We'll never prove this without a time machine or a portal to a parallel universe, but I'll bet if I'd started with a figure that had a four-pixel waste and thinner arms and shoulders and presented that as my gender neutral icon I'd have people (possibly some of the same people!) telling me it's too feminine to stand in for the sort of male figure that might be swinging broadswords around.
Of course, the game's premise is in and of itself biased. We are sociologically conditioned to believe an adventure game needs a masculine hero (whether male or female). There is nothing socially odd about associating masculinity with a powerful warrior, which is what your image seems to depict.
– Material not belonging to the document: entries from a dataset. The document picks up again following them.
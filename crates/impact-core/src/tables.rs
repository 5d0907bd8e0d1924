//! Impact Tables
//!
//! Per-meal impact magnitudes for each food category, grouped by
//! dimension. Defaults carry the production constants; any entry can
//! be overridden from a TOML config section.

use serde::{Deserialize, Serialize};
use std::collections::HashMap;

use crate::food::FoodCategory;

/// A mapping from food category to per-meal magnitude for one
/// dimension. Absent categories count as zero.
#[derive(Debug, Clone, Default, PartialEq, Serialize, Deserialize)]
#[serde(transparent)]
pub struct ImpactTable(pub HashMap<FoodCategory, f64>);

impl ImpactTable {
    /// Builds a table from (category, magnitude) pairs.
    pub fn from_entries(entries: &[(FoodCategory, f64)]) -> Self {
        Self(entries.iter().copied().collect())
    }

    /// Per-meal magnitude for a category, zero if absent.
    pub fn get(&self, category: FoodCategory) -> f64 {
        self.0.get(&category).copied().unwrap_or(0.0)
    }
}

/// Environmental impact tables: water (gallons), carbon (kg CO2),
/// land (sq ft), grain (lbs) per meal.
#[derive(Debug, Clone, PartialEq, Serialize, Deserialize)]
#[serde(default)]
pub struct EnvironmentalTables {
    pub water: ImpactTable,
    pub carbon: ImpactTable,
    pub land: ImpactTable,
    pub grain: ImpactTable,
}

impl Default for EnvironmentalTables {
    fn default() -> Self {
        use FoodCategory::*;
        Self {
            water: ImpactTable::from_entries(&[
                (Beef, 660.0),
                (Pork, 330.0),
                (Lamb, 520.0),
                (Chicken, 100.0),
                (Turkey, 130.0),
                (Fish, 220.0),
                (Eggs, 53.0),
                (Cheese, 50.0),
                (Milk, 30.0),
                (Yogurt, 35.0),
            ]),
            carbon: ImpactTable::from_entries(&[
                (Beef, 27.0),
                (Pork, 12.1),
                (Lamb, 39.2),
                (Chicken, 6.9),
                (Turkey, 10.9),
                (Fish, 6.1),
                (Eggs, 4.8),
                (Cheese, 13.5),
                (Milk, 3.2),
                (Yogurt, 3.8),
            ]),
            land: ImpactTable::from_entries(&[
                (Beef, 96.9),
                (Pork, 15.0),
                (Lamb, 85.1),
                (Chicken, 7.1),
                (Turkey, 12.5),
                (Fish, 3.7),
                (Eggs, 5.7),
                (Cheese, 13.8),
                (Milk, 8.9),
                (Yogurt, 9.2),
            ]),
            grain: ImpactTable::from_entries(&[
                (Beef, 13.0),
                (Pork, 5.9),
                (Lamb, 21.0),
                (Chicken, 2.7),
                (Turkey, 3.8),
                (Fish, 5.2),
                (Eggs, 3.0),
                (Cheese, 6.0),
                (Milk, 1.9),
                (Yogurt, 2.1),
            ]),
        }
    }
}

/// Economic impact tables: household savings (USD), jobs created
/// (x0.001), market growth (USD), healthcare savings (USD) per meal
/// substituted.
#[derive(Debug, Clone, PartialEq, Serialize, Deserialize)]
#[serde(default)]
pub struct EconomicTables {
    pub savings: ImpactTable,
    pub jobs: ImpactTable,
    pub market: ImpactTable,
    pub healthcare: ImpactTable,
}

impl Default for EconomicTables {
    fn default() -> Self {
        use FoodCategory::*;
        Self {
            savings: ImpactTable::from_entries(&[
                (Beef, 5.2),
                (Pork, 3.8),
                (Lamb, 7.1),
                (Chicken, 2.5),
                (Turkey, 3.2),
                (Fish, 4.8),
                (Eggs, 1.2),
                (Cheese, 2.5),
                (Milk, 0.8),
                (Yogurt, 1.1),
            ]),
            jobs: ImpactTable::from_entries(&[
                (Beef, 2.1),
                (Pork, 1.8),
                (Lamb, 2.6),
                (Chicken, 1.2),
                (Turkey, 1.5),
                (Fish, 1.9),
                (Eggs, 0.9),
                (Cheese, 1.3),
                (Milk, 0.7),
                (Yogurt, 0.8),
            ]),
            market: ImpactTable::from_entries(&[
                (Beef, 8.5),
                (Pork, 5.7),
                (Lamb, 9.2),
                (Chicken, 3.8),
                (Turkey, 4.6),
                (Fish, 6.3),
                (Eggs, 2.1),
                (Cheese, 3.5),
                (Milk, 1.5),
                (Yogurt, 1.9),
            ]),
            healthcare: ImpactTable::from_entries(&[
                (Beef, 6.8),
                (Pork, 4.9),
                (Lamb, 7.2),
                (Chicken, 3.1),
                (Turkey, 3.7),
                (Fish, 4.2),
                (Eggs, 1.8),
                (Cheese, 3.2),
                (Milk, 1.2),
                (Yogurt, 1.5),
            ]),
        }
    }
}
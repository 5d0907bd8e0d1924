//! Everyday Equivalents
//!
//! Converts raw environmental totals into relatable quantities for
//! presentation (showers, miles driven, tree-years, and so on).

use serde::Serialize;

use crate::score::EnvironmentalTotals;

// Conversion factors: 20 gallons per shower, 2 gallons per day of
// drinking water, 4 kg CO2 per mile driven, 21 kg CO2 absorbed per
// tree per year, ~4300 sq ft per small park, ~11,000 sq ft per soccer
// field, ~3 lbs of grain per meal.
const SHOWERS_PER_GALLON: f64 = 0.05;
const DRINKING_DAYS_PER_GALLON: f64 = 0.5;
const MILES_PER_KG_CO2: f64 = 0.25;
const KG_CO2_PER_TREE_YEAR: f64 = 21.0;
const PARKS_PER_SQ_FT: f64 = 0.00023;
const FIELDS_PER_SQ_FT: f64 = 0.000091;
const MEALS_PER_LB_GRAIN: f64 = 0.33;

/// Relatable equivalents of an environmental total set.
#[derive(Debug, Clone, Copy, PartialEq, Eq, Serialize)]
pub struct EnvironmentalEquivalents {
    /// Showers' worth of water.
    pub showers: i64,
    /// Days of drinking water.
    pub drinking_days: i64,
    /// Miles of driving emissions.
    pub miles_driven: i64,
    /// Years of absorption by one tree.
    pub tree_years: i64,
    /// Small parks' worth of land.
    pub parks: i64,
    /// Soccer fields' worth of land.
    pub soccer_fields: i64,
    /// Meals the grain could feed to people.
    pub people_meals: i64,
}

impl EnvironmentalEquivalents {
    pub fn from_totals(totals: &EnvironmentalTotals) -> Self {
        Self {
            showers: (totals.water * SHOWERS_PER_GALLON).round() as i64,
            drinking_days: (totals.water * DRINKING_DAYS_PER_GALLON).round() as i64,
            miles_driven: (totals.carbon * MILES_PER_KG_CO2).round() as i64,
            tree_years: (totals.carbon / KG_CO2_PER_TREE_YEAR).round() as i64,
            parks: (totals.land * PARKS_PER_SQ_FT).round() as i64,
            soccer_fields: (totals.land * FIELDS_PER_SQ_FT).round() as i64,
            people_meals: (totals.grain * MEALS_PER_LB_GRAIN).round() as i64,
        }
    }
}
What you're missing is that we live in a society where *no hair*... not "the explicit depiction of no hair" but "no explicit depiction of hair"... is read to be the same as "short hair".
And "no articulated hips at all" is read to be "narrow hips" rather than "hip width unspecified".
A chest with no features at all is seen to be a chest that specifically has no female breasts, not a chest that lacks both male and female identifiers. The missing male identifiers are less... protuberant... but they're still missing.
If you're not getting this I really don't expect you to ever grasp the fine point on the chest, but just look at male iconography re: hair. If you've never thought about it you might think "Okay, well, baldness is more typically seen as a male trait so the generic male stick figure is bald." But as the xkcd examples (or the "short hair" on my icon) demonstrate, that's not really how it works in our culture.
In the world we live in, no depiction of hair whatsoever == no information about hair conveyed == default hair == "male" short hair. That's not a side effect of the fact that long hair is short hair and then some. It's about marked and unmarked cases.